#### DATA EXTRACT

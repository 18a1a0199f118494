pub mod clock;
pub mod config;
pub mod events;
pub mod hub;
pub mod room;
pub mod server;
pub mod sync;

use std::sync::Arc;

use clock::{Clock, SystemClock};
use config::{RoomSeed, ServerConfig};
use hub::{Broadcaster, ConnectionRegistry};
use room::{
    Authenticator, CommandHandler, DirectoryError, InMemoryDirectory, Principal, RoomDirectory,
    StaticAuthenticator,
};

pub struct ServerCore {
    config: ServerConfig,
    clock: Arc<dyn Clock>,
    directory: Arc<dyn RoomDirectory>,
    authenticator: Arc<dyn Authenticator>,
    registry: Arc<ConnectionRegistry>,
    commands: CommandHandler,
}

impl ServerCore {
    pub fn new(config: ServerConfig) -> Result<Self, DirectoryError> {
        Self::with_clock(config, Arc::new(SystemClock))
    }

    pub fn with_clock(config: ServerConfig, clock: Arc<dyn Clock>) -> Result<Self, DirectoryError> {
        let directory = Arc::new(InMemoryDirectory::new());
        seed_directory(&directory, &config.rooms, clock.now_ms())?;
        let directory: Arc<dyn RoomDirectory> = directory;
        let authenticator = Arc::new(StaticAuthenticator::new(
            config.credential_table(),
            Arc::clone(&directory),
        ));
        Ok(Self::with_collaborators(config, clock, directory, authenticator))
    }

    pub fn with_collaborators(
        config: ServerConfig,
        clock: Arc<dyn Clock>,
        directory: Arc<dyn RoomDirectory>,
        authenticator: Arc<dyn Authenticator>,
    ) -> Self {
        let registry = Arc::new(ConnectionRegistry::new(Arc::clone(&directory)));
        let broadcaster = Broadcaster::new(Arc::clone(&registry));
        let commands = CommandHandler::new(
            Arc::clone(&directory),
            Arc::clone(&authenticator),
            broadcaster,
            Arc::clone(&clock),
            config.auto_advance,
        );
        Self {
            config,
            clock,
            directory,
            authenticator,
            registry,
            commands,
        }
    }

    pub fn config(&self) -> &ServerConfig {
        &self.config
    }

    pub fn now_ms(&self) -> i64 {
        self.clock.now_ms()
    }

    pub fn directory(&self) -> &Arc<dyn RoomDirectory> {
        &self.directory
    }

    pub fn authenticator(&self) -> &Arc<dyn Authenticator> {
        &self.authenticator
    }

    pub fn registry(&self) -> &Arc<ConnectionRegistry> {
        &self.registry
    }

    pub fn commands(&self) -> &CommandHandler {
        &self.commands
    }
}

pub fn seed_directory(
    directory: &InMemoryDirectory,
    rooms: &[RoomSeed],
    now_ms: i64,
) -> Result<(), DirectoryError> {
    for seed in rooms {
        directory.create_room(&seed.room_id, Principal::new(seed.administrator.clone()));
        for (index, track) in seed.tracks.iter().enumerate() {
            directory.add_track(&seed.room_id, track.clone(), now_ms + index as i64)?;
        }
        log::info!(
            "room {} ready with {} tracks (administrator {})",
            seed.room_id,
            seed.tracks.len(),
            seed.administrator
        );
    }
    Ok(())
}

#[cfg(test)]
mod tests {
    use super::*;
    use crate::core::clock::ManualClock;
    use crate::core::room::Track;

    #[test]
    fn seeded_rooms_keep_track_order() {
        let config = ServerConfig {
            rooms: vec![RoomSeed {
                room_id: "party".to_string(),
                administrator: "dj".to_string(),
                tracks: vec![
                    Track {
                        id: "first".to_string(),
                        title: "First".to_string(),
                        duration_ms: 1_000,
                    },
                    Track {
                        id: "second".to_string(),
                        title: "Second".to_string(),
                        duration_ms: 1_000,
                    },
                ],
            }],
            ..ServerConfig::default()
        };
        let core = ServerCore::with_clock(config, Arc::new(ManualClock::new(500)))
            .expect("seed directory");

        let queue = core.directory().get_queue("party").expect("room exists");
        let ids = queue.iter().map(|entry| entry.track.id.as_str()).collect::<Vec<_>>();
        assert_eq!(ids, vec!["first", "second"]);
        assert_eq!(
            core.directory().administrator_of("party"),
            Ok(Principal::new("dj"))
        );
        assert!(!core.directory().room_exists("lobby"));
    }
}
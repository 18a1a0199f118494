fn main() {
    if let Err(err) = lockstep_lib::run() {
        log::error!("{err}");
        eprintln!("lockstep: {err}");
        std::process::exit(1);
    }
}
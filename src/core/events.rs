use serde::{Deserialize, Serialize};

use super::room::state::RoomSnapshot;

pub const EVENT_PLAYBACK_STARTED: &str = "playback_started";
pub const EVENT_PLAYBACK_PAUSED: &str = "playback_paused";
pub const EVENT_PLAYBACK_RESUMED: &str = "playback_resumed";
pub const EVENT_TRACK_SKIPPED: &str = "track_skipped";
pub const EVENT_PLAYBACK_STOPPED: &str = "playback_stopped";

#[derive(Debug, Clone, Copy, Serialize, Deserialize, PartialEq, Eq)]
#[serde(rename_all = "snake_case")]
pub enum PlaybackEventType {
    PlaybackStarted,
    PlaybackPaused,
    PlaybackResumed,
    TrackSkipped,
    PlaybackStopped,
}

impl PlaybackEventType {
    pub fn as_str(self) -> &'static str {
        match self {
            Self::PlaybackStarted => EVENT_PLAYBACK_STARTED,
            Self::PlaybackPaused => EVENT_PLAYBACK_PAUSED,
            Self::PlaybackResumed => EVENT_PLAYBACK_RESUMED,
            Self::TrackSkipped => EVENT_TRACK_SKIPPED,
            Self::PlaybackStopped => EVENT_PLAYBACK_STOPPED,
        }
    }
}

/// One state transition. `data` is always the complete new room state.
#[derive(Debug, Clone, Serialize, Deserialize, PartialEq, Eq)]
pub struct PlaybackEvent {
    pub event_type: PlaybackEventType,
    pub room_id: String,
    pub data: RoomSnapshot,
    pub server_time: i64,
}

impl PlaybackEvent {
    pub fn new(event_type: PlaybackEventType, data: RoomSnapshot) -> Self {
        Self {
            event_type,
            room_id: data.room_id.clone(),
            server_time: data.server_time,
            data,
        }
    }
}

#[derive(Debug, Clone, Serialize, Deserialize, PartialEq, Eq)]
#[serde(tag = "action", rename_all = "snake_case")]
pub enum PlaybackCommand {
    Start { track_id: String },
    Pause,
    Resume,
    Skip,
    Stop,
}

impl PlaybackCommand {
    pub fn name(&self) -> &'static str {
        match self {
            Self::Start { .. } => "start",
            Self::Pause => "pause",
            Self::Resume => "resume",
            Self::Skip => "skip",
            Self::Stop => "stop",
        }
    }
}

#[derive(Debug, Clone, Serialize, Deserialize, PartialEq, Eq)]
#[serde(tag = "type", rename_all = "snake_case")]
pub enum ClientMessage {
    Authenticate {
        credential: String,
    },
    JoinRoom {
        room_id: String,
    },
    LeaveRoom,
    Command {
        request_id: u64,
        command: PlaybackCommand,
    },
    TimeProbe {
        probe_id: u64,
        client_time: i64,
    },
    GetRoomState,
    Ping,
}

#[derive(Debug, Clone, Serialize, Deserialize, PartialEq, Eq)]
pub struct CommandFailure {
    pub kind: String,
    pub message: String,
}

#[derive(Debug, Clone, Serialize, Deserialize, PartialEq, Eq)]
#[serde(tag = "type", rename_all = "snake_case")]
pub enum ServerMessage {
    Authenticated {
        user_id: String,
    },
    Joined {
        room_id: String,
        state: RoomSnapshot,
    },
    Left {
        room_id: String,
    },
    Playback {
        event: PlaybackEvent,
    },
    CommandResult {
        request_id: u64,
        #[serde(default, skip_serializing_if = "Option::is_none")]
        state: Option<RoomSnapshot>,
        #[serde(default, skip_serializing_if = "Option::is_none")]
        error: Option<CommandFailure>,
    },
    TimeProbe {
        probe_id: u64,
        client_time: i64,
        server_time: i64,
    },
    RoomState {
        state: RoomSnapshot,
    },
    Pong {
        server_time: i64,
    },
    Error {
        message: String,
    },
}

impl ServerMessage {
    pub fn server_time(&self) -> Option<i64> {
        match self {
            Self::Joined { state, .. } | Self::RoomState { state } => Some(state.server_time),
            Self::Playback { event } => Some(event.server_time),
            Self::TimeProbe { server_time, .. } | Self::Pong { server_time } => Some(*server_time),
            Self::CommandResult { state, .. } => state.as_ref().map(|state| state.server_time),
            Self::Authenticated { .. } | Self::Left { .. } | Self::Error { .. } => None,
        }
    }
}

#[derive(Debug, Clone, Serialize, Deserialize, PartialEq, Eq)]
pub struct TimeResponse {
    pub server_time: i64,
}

########

• _TASK DETAILS_: Word for word, restate the entries from the first line to the line that has "let directory: Arc<dyn", both included, and nothing else.

• _ANSWER BOX_:
repository 18a1a0199f118494
pub mod clock;
pub mod config;
pub mod events;
pub mod hub;
pub mod room;
pub mod server;
pub mod sync;

use std::sync::Arc;

use clock::{Clock, SystemClock};
use config::{RoomSeed, ServerConfig};
use hub::{Broadcaster, ConnectionRegistry};
use room::{
    Authenticator, CommandHandler, DirectoryError, InMemoryDirectory, Principal, RoomDirectory,
    StaticAuthenticator,
};

pub struct ServerCore {
    config: ServerConfig,
    clock: Arc<dyn Clock>,
    directory: Arc<dyn RoomDirectory>,
    authenticator: Arc<dyn Authenticator>,
    registry: Arc<ConnectionRegistry>,
    commands: CommandHandler,
}

impl ServerCore {
    pub fn new(config: ServerConfig) -> Result<Self, DirectoryError> {
        Self::with_clock(config, Arc::new(SystemClock))
    }

    pub fn with_clock(config: ServerConfig, clock: Arc<dyn Clock>) -> Result<Self, DirectoryError> {
        let directory = Arc::new(InMemoryDirectory::new());
        seed_directory(&directory, &config.rooms, clock.now_ms())?;
        let directory: Arc<dyn RoomDirectory> = directory;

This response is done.